[What to produce] Once you find the line with "ribbon vertex attribute." in the entries below, return exactly every line from it through the line with "components per element.".

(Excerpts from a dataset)
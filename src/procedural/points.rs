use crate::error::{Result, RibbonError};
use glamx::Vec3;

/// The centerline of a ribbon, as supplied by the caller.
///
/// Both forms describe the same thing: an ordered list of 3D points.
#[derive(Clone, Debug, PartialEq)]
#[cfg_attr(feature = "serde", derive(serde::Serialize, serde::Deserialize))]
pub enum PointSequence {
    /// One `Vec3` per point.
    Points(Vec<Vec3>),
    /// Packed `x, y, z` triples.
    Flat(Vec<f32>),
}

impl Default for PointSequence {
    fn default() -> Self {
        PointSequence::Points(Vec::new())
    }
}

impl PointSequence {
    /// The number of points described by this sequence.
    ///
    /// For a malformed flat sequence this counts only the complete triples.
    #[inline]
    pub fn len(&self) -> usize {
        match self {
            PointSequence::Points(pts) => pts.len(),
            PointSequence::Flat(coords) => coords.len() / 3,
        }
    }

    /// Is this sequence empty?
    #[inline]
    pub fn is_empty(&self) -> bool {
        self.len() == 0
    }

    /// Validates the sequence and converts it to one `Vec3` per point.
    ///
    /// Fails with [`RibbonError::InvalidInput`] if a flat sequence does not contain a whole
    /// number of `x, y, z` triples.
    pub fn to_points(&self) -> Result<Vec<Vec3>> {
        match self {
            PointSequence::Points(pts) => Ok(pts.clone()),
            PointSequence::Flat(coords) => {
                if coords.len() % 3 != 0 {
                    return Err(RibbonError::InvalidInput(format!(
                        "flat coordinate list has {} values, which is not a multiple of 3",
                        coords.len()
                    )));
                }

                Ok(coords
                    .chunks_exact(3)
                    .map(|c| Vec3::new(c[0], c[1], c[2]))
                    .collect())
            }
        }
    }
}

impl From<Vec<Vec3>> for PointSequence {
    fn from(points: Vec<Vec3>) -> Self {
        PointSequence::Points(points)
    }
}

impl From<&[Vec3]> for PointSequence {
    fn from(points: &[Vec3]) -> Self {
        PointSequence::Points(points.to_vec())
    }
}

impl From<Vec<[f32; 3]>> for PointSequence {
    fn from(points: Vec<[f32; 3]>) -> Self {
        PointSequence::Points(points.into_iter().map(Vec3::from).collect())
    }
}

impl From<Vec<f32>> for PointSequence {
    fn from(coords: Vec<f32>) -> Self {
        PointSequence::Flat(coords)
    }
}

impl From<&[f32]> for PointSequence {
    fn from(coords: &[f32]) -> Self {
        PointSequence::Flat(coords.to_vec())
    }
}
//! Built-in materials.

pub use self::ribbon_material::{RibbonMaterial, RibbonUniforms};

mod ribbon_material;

==

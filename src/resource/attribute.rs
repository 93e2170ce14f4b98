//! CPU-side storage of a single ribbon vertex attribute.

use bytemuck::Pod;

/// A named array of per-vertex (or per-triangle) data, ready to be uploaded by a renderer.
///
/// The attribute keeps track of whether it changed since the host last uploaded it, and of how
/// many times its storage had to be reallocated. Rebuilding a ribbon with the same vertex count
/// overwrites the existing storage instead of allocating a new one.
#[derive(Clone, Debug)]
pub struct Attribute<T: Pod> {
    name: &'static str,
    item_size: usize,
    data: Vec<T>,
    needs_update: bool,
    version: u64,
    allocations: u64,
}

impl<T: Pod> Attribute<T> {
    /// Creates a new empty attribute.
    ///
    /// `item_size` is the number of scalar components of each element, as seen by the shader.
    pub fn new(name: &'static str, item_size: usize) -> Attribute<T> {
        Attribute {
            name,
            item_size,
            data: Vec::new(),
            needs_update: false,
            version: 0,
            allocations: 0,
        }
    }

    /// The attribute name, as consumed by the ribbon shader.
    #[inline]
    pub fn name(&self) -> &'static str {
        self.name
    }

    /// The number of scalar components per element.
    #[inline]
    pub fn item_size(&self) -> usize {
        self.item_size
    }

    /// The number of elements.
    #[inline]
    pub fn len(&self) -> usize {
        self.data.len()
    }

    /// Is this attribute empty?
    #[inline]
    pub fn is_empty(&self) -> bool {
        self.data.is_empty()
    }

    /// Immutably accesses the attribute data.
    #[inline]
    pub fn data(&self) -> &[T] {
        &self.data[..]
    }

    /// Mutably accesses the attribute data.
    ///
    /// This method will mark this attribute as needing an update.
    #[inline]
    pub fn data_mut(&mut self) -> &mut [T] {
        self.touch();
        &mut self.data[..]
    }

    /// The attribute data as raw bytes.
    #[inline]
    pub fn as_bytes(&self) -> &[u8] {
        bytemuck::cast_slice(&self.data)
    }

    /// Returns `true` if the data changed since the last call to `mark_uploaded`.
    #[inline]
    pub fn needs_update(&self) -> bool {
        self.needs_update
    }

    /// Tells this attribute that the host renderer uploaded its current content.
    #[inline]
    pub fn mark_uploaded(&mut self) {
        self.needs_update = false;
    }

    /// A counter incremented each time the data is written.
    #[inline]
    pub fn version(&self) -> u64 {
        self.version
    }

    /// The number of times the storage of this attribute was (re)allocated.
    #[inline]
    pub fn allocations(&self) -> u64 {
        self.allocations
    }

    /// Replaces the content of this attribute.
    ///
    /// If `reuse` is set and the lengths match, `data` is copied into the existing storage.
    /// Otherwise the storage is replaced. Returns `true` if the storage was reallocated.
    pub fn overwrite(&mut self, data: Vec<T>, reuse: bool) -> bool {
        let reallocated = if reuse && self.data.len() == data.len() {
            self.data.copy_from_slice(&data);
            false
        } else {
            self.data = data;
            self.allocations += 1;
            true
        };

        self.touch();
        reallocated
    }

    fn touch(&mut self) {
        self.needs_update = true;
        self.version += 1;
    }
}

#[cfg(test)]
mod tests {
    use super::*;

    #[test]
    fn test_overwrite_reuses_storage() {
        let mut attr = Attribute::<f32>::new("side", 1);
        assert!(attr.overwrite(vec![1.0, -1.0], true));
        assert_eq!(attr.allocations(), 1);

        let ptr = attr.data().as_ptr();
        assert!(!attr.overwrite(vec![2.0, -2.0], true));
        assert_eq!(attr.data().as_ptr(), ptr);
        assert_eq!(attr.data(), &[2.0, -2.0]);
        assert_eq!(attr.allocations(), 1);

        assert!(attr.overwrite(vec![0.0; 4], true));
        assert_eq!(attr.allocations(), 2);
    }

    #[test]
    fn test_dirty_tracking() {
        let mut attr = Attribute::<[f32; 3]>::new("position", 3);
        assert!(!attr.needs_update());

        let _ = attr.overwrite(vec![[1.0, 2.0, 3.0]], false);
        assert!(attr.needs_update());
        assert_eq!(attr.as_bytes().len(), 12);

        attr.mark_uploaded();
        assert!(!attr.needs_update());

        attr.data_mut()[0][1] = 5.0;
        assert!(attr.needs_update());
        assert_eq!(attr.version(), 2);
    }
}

---

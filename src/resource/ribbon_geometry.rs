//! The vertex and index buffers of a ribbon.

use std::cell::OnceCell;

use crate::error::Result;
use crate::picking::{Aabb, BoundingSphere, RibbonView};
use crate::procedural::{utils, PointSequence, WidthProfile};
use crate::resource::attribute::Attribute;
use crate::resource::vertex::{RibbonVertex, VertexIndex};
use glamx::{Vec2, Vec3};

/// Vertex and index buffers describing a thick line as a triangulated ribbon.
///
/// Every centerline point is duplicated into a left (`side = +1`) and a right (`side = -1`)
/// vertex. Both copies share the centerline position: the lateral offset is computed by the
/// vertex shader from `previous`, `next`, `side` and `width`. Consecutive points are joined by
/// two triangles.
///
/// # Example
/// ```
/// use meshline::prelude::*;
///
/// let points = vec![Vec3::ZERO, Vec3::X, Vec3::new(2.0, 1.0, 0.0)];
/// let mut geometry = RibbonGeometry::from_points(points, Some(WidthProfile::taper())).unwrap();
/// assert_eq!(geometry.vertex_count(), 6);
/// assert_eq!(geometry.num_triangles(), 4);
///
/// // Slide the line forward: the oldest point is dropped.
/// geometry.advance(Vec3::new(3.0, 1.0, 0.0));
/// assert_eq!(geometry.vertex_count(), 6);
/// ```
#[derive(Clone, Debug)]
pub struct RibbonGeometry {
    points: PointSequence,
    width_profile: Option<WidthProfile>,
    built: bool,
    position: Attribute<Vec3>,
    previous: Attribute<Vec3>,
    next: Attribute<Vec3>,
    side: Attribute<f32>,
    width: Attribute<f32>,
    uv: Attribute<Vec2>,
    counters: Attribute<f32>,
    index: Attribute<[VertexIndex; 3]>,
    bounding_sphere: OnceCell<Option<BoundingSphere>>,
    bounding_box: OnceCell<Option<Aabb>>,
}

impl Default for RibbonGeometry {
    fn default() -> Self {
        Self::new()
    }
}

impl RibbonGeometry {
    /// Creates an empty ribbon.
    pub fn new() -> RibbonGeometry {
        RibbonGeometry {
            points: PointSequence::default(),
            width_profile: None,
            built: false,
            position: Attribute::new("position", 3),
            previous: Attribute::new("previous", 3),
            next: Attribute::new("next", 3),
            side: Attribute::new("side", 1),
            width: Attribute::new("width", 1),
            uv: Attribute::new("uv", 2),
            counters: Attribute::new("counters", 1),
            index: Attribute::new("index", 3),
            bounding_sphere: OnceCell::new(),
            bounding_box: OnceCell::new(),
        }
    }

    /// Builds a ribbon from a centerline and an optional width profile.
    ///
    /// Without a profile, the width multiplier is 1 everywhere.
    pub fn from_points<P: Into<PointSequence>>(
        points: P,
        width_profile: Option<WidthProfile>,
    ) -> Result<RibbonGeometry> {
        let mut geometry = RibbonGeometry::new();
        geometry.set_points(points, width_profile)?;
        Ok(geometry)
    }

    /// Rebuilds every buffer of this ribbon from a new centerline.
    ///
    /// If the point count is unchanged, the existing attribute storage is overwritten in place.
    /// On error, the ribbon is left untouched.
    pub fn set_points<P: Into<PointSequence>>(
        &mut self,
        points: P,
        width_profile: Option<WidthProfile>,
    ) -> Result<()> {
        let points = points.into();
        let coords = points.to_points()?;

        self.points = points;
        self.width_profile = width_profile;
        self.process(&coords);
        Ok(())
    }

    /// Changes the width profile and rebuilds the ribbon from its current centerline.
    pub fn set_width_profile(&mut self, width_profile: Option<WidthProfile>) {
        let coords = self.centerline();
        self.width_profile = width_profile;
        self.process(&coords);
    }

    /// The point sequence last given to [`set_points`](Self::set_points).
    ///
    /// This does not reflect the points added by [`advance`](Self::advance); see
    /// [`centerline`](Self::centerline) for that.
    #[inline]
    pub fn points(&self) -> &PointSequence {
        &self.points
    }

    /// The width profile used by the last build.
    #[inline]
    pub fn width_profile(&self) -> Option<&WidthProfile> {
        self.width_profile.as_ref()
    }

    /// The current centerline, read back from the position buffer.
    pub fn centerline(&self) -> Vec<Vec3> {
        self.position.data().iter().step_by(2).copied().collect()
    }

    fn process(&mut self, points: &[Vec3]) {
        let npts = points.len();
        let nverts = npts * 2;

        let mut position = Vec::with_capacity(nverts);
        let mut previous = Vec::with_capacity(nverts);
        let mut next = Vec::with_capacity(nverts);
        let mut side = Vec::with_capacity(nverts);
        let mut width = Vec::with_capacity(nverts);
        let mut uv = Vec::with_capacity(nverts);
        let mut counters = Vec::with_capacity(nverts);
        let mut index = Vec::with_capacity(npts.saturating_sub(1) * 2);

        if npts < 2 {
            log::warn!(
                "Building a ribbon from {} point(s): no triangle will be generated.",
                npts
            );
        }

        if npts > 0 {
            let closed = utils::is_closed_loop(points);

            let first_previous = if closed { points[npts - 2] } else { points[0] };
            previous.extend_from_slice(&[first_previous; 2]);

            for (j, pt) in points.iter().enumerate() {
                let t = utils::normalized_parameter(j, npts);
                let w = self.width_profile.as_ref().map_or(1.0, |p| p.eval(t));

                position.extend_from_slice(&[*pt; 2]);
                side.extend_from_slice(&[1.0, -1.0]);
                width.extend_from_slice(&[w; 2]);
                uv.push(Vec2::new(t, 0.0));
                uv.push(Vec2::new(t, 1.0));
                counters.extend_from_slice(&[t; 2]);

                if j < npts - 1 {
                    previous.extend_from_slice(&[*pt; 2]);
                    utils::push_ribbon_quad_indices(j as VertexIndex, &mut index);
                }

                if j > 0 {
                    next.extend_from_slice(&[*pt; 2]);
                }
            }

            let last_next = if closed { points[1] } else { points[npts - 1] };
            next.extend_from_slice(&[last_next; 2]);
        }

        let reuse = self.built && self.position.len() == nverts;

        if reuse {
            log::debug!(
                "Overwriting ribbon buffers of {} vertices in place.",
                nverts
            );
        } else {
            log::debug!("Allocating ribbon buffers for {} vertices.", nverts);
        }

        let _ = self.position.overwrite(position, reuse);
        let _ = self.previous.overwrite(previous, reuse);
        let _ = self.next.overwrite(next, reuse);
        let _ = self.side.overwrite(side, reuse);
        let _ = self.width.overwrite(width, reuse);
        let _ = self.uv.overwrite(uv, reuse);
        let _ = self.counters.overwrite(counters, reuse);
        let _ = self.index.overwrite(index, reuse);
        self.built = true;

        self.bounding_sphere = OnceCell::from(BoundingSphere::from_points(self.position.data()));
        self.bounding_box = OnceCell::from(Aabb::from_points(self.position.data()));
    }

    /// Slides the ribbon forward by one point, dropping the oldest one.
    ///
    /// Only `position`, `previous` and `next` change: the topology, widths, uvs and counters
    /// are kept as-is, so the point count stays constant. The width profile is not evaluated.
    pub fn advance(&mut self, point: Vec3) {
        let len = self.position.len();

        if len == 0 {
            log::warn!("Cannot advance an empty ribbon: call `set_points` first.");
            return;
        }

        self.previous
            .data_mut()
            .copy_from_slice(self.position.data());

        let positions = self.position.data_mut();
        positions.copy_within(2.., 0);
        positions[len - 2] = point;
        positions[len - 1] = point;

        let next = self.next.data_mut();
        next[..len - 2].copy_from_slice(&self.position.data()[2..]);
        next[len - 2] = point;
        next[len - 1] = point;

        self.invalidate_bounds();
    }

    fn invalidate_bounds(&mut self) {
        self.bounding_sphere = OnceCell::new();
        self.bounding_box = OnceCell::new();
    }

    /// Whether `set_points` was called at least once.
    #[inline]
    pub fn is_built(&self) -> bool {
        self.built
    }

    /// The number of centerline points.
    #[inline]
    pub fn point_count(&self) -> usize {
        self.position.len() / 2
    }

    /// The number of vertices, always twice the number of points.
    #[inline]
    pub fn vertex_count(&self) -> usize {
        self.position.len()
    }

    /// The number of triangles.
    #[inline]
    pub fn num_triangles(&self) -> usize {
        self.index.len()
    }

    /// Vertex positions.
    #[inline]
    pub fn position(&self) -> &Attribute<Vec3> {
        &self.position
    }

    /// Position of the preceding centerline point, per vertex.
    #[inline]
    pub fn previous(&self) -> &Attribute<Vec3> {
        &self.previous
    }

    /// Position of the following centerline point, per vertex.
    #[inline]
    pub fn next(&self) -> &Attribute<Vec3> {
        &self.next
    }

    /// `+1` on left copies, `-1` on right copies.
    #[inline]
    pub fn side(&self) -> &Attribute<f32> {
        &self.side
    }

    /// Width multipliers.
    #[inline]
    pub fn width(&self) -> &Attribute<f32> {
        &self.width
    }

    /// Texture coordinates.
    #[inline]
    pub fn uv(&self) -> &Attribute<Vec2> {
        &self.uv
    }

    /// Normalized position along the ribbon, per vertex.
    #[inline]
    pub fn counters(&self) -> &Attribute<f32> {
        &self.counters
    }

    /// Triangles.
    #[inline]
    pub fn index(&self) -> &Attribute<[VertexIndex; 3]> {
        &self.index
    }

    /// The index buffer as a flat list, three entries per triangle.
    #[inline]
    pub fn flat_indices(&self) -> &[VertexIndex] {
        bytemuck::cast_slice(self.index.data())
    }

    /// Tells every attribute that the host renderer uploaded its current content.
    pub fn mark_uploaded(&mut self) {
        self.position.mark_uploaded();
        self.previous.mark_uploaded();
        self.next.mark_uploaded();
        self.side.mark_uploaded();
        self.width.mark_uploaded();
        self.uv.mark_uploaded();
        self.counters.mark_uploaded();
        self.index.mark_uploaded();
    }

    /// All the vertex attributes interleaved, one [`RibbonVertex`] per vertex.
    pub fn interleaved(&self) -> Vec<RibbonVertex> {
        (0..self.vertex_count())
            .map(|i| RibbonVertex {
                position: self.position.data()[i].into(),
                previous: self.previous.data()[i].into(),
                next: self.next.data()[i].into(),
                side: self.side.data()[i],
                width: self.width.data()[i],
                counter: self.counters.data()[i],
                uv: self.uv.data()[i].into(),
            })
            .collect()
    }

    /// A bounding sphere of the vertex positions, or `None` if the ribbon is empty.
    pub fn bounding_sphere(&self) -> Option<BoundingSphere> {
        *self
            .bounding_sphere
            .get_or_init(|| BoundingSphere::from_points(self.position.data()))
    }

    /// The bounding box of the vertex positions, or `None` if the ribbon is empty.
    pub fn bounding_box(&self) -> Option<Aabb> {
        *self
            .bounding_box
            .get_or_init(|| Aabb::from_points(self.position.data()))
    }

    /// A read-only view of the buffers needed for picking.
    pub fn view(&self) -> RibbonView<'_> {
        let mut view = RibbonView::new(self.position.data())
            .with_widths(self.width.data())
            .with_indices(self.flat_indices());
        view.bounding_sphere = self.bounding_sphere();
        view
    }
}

[Finished exercise]
//! CPU-side storage of a single ribbon vertex attribute.

use bytemuck::Pod;

/// A named array of per-vertex (or per-triangle) data, ready to be uploaded by a renderer.
///
/// The attribute keeps track of whether it changed since the host last uploaded it, and of how
/// many times its storage had to be reallocated. Rebuilding a ribbon with the same vertex count
/// overwrites the existing storage instead of allocating a new one.
#[derive(Clone, Debug)]
pub struct Attribute<T: Pod> {
    name: &'static str,
    item_size: usize,
    data: Vec<T>,
    needs_update: bool,
    version: u64,
    allocations: u64,
}

impl<T: Pod> Attribute<T> {
    /// Creates a new empty attribute.
    ///
    /// `item_size` is the number of scalar components of each element, as seen by the shader.
    pub fn new(name: &'static str, item_size: usize) -> Attribute<T> {
        Attribute {
            name,
            item_size,
            data: Vec::new(),
            needs_update: false,
            version: 0,
            allocations: 0,
        }
    }

    /// The attribute name, as consumed by the ribbon shader.
    #[inline]
    pub fn name(&self) -> &'static str {
        self.name
    }

    /// The number of scalar components per element.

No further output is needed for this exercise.